また、「転院してきた時点では、脳全体が萎縮していたことも、回復が遅れた要因の一つと考えています(「転院時」の写真を参照)。しかし、その後に脳の萎縮が回復している(「回復期」の写真を参照)。この病気では他の多くの脳炎と違い、脳の萎縮も回復し得ることを示しています」と分析する。
早期の積極的治療 脳損傷を食い止め早期回復促す
美香さんの後遺症の記憶障害はいつまで続くのだろうか。
飯塚医師は「発症早期から抗体ができるのを抑え、抗体を除去するような積極的な免疫治療を施せば、脳の損傷も最小限に食い止めることはできる」としたうえで、「同様に治療しても全く改善しない、または治りにくいケースもこの脳炎では約20%存在すると言われています。記憶障害に関しては、海馬にある神経細胞が明らかに損傷されたケースでは、炎症を生じていないケースより機能回復は悪い」と解説。続けて「この病気は(脳の萎縮が回復するように)数年以上の経過でゆっくりではあるが、徐々に脳の機能も回復していくと言われている。美香さんの記憶障害も、脳を使うことによって、今後も回復していくことを願っています」と話す。
古い記憶は人並み 忘れるのは直近のこと
美香さんは、自らの記憶障害をどう受け止めているのだろうか。
職場で配った自身への対応策を記した文書に「仕事の依頼なども口頭より、できればメモで」と記している。会話していても長くなると前段を忘れてしまうという。このため私の取材でも、メールのやり取りが中心になった。

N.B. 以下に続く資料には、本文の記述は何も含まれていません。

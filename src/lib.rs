//! Security protocol core for a Bluetooth LE smart lock
//!
//! The lock side is [`LockPeripheral`]: it decodes characteristic writes,
//! authenticates them with the key's shared secret, enforces permissions and
//! records an event for every accepted request. The phone side is
//! [`LockClient`], which composes the same requests and decodes the chunked,
//! encrypted list notifications.
//!
//! Wire formats live in `smartlock-protocol`; the envelope and HMAC
//! authentication live in `smartlock-crypto`.
//!
//! # Example
//!
//! ```rust
//! use smartlock::prelude::*;
//! use std::sync::Arc;
//!
//! # fn example() -> Result<(), LockError> {
//! let setup_secret = KeyData::generate();
//! let clock = Arc::new(SystemClock);
//! let lock = LockPeripheral::new(
//!     uuid::Uuid::new_v4(),
//!     setup_secret.clone(),
//!     InMemoryAuthorizationStore::new(),
//!     InMemoryEventStore::new(),
//!     Arc::clone(&clock),
//! );
//!
//! let (setup, owner) = LockClient::setup(lock.id(), &setup_secret, clock)?;
//! lock.setup(&setup)?;
//! lock.unlock(&owner.unlock(UnlockAction::Default)?)?;
//! assert_eq!(lock.event_store().len()?, 2);
//! # Ok(())
//! # }
//! # example().unwrap();
//! ```

pub mod client;
pub mod clock;
pub mod config;
mod error;
pub mod events;
pub mod invitation;
pub mod lock;
pub mod prelude;
pub mod replay;
pub mod request;
pub mod store;

pub use client::{KeyCredentials, LockClient, NotificationReader};
pub use clock::{Clock, ManualClock, SystemClock};
pub use config::LockConfig;
pub use error::LockError;
pub use events::{EventStore, InMemoryEventStore};
pub use invitation::Invitation;
pub use lock::LockPeripheral;
pub use replay::{NonceJournal, ReplayError};
pub use request::{
    ConfirmNewKeyCharacteristic, ConfirmNewKeyRequest, CreateNewKeyCharacteristic,
    CreateNewKeyRequest, EncryptedCharacteristic, ListEventsRequest, ListKeysRequest,
    RemoveKeyCharacteristic, RemoveKeyRequest, SetupCharacteristic, SetupRequest, UnlockRequest,
};
pub use store::{AuthorizationStore, InMemoryAuthorizationStore, StoreError};

pub use smartlock_crypto as crypto;
pub use smartlock_protocol as protocol;
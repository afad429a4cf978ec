//! Out-of-band key invitations
//!
//! A grantor hands an [`Invitation`] to the invitee as JSON (file, QR code,
//! message). It is the only JSON in the protocol; everything sent to the lock
//! uses the binary formats.

use crate::client::KeyCredentials;
use crate::clock::Clock;
use crate::error::LockError;
use crate::request::{ConfirmNewKeyCharacteristic, ConfirmNewKeyRequest};
use chrono::{DateTime, Utc};
use serde::{Deserialize, Serialize};
use smartlock_crypto::{AuthenticationMessage, EncryptedData, KeyData};
use smartlock_protocol::NewKey;
use uuid::Uuid;

#[derive(Debug, Clone, PartialEq, Eq, Serialize, Deserialize)]
pub struct Invitation {
    /// Lock the invitation is valid for
    pub lock: Uuid,
    pub key: NewKey,
    /// Temporary secret, used once to confirm the invitation
    #[serde(with = "base64_key")]
    pub secret: KeyData,
}

impl Invitation {
    pub fn to_json(&self) -> Result<String, LockError> {
        Ok(serde_json::to_string_pretty(self)?)
    }

    pub fn from_json(json: &str) -> Result<Self, LockError> {
        Ok(serde_json::from_str(json)?)
    }

    pub fn is_expired(&self, now: &DateTime<Utc>) -> bool {
        self.key.is_expired(now)
    }

    /// Build the confirm request with a freshly generated permanent secret
    ///
    /// Returns the request and the credentials the invitee keeps once the
    /// lock accepts it. The request is authenticated at `clock`'s time.
    pub fn confirm<C: Clock>(
        &self,
        clock: &C,
    ) -> Result<(ConfirmNewKeyCharacteristic, KeyCredentials), LockError> {
        let credentials = KeyCredentials::new(self.key.id, KeyData::generate());
        let request = ConfirmNewKeyRequest {
            secret: credentials.secret.clone(),
        };
        let encrypted = EncryptedData::encrypt_value_with_message(
            &request,
            &self.secret,
            AuthenticationMessage::with_date(clock.now()),
        )?;
        Ok((
            ConfirmNewKeyCharacteristic::from_encrypted(self.key.id, encrypted),
            credentials,
        ))
    }
}

mod base64_key {
    use base64::{engine::general_purpose::STANDARD as BASE64, Engine as _};
    use serde::{de, Deserialize, Deserializer, Serializer};
    use smartlock_crypto::KeyData;

    pub fn serialize<S: Serializer>(key: &KeyData, serializer: S) -> Result<S::Ok, S::Error> {
        serializer.serialize_str(&BASE64.encode(key.as_slice()))
    }

    pub fn deserialize<'de, D: Deserializer<'de>>(deserializer: D) -> Result<KeyData, D::Error> {
        let encoded = String::deserialize(deserializer)?;
        let bytes = BASE64.decode(encoded.as_bytes()).map_err(de::Error::custom)?;
        KeyData::from_slice(&bytes).map_err(de::Error::custom)
    }
}
//! Authentication freshness and nonce replay journal

use chrono::{DateTime, Duration, Utc};
use smartlock_crypto::AuthenticationMessage;
use std::collections::HashMap;
use std::sync::Mutex;
use tracing::warn;

#[derive(Debug, Clone, Copy, PartialEq, Eq)]
pub enum ReplayError {
    /// The message date is further from the lock clock than the window allows
    Stale,
    /// The nonce was already accepted inside the window
    Replayed,
}

/// Remembers accepted nonces for one window
#[derive(Debug)]
pub struct NonceJournal {
    window: Duration,
    seen: Mutex<HashMap<[u8; 16], DateTime<Utc>>>,
}

impl NonceJournal {
    pub fn new(window: Duration) -> Self {
        NonceJournal {
            window,
            seen: Mutex::new(HashMap::new()),
        }
    }

    pub fn window(&self) -> Duration {
        self.window
    }

    /// Accept `message` once, if its date lies within the window around `now`
    pub fn check(
        &self,
        message: &AuthenticationMessage,
        now: DateTime<Utc>,
    ) -> Result<(), ReplayError> {
        let skew = (now - message.date()).abs();
        if skew > self.window {
            warn!(skew_secs = skew.num_seconds(), "stale authentication date");
            return Err(ReplayError::Stale);
        }

        let mut nonce = [0u8; 16];
        nonce.copy_from_slice(message.nonce().as_slice());

        let mut seen = self.seen.lock().unwrap_or_else(|e| e.into_inner());
        let horizon = now - self.window;
        seen.retain(|_, date| *date >= horizon);
        if seen.contains_key(&nonce) {
            warn!("replayed authentication nonce");
            return Err(ReplayError::Replayed);
        }
        seen.insert(nonce, message.date());
        Ok(())
    }

    pub fn len(&self) -> usize {
        self.seen.lock().map(|seen| seen.len()).unwrap_or(0)
    }

    pub fn is_empty(&self) -> bool {
        self.len() == 0
    }
}
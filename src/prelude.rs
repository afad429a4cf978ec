//! Smart lock prelude
//!
//! Commonly used types and traits for both sides of the protocol.
//!
//! ```rust
//! use smartlock::prelude::*;
//!
//! let credentials = KeyCredentials::generate();
//! let client = LockClient::new(uuid::Uuid::new_v4(), credentials);
//! let request = client.unlock(UnlockAction::Default).unwrap();
//! // BinaryWrite is in scope without an explicit import
//! assert!(!request.to_bytes().unwrap().is_empty());
//! ```

// Lock and client
pub use crate::client::{KeyCredentials, LockClient, NotificationReader};
pub use crate::clock::{Clock, ManualClock, SystemClock};
pub use crate::config::LockConfig;
pub use crate::error::LockError;
pub use crate::events::{EventStore, InMemoryEventStore};
pub use crate::invitation::Invitation;
pub use crate::lock::LockPeripheral;
pub use crate::store::{AuthorizationStore, InMemoryAuthorizationStore};

// Requests
pub use crate::request::{
    ConfirmNewKeyCharacteristic, CreateNewKeyCharacteristic, ListEventsRequest, ListKeysRequest,
    RemoveKeyCharacteristic, SetupCharacteristic, UnlockRequest,
};

// Protocol types
pub use smartlock_protocol::{
    EventsList, FetchRequest, Interval, Key, KeyType, KeysList, LockCharacteristic, LockEvent,
    LockInformation, LockStatus, NewKey, Permission, Predicate, Schedule, UnlockAction, Weekdays,
};

// Crypto types
pub use smartlock_crypto::{EncryptedData, KeyData};

// Codec traits
pub use smartlock_protocol::{BinaryRead, BinaryWrite};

古い記憶についての認識は、「昔のことは結構覚えていて、高校時代の友人と会っても当時の話は次々に出てくる」と語り、「普通の人と同じ感じ」と言う。「一番忘れてしまうと実感するのは、直近のこと」であるとし、短期記憶に問題があることを自覚している。日常生活で会話が長くなると、「前段を忘れてしまうので、相手が何を伝えたいのか分からなくなってしまう。自分が話すことも長くなると、前を忘れて同じことを繰り返してしまう。なので、会話は必要な要素だけの短いものになり、話が盛り上がりにくくなり、自分は相手からとてもつまらなく見えると思う」と自己分析している。
現状での回復の程度については「忘れやすい点は変わりなく、自分では良くなっているとは思えない。ただ、メモをするなど補う手立てはできるようになってきている」と代替手段による効果は出ているようだが、一方で「本当は会話をする時、相手の目を見ていたいので、メモを取りながら話を聞くのは好きではない」と真情を吐露した。
精神障害者保健福祉手帳は「お守り」
現職場は通算6年目に入った。「周囲の皆さんの理解が進んでいるのでやっていけるが、職場が変われば、同じことの繰り返しになるのでは……」と不安を隠さない。8月26日、美香さんは国立障害者リハビリテーションセンターへ出向き、精神障害者保健福祉手帳の3回目となる更新手続きのための診断を受けた。「高次脳機能障害」の診断によって、社会復帰を果たせたと考える美香さんは「手帳はお守りで、持っていることで自信になります」と力強くメールに記した。もうじき新たな「お守り」が手元に届くはずだ。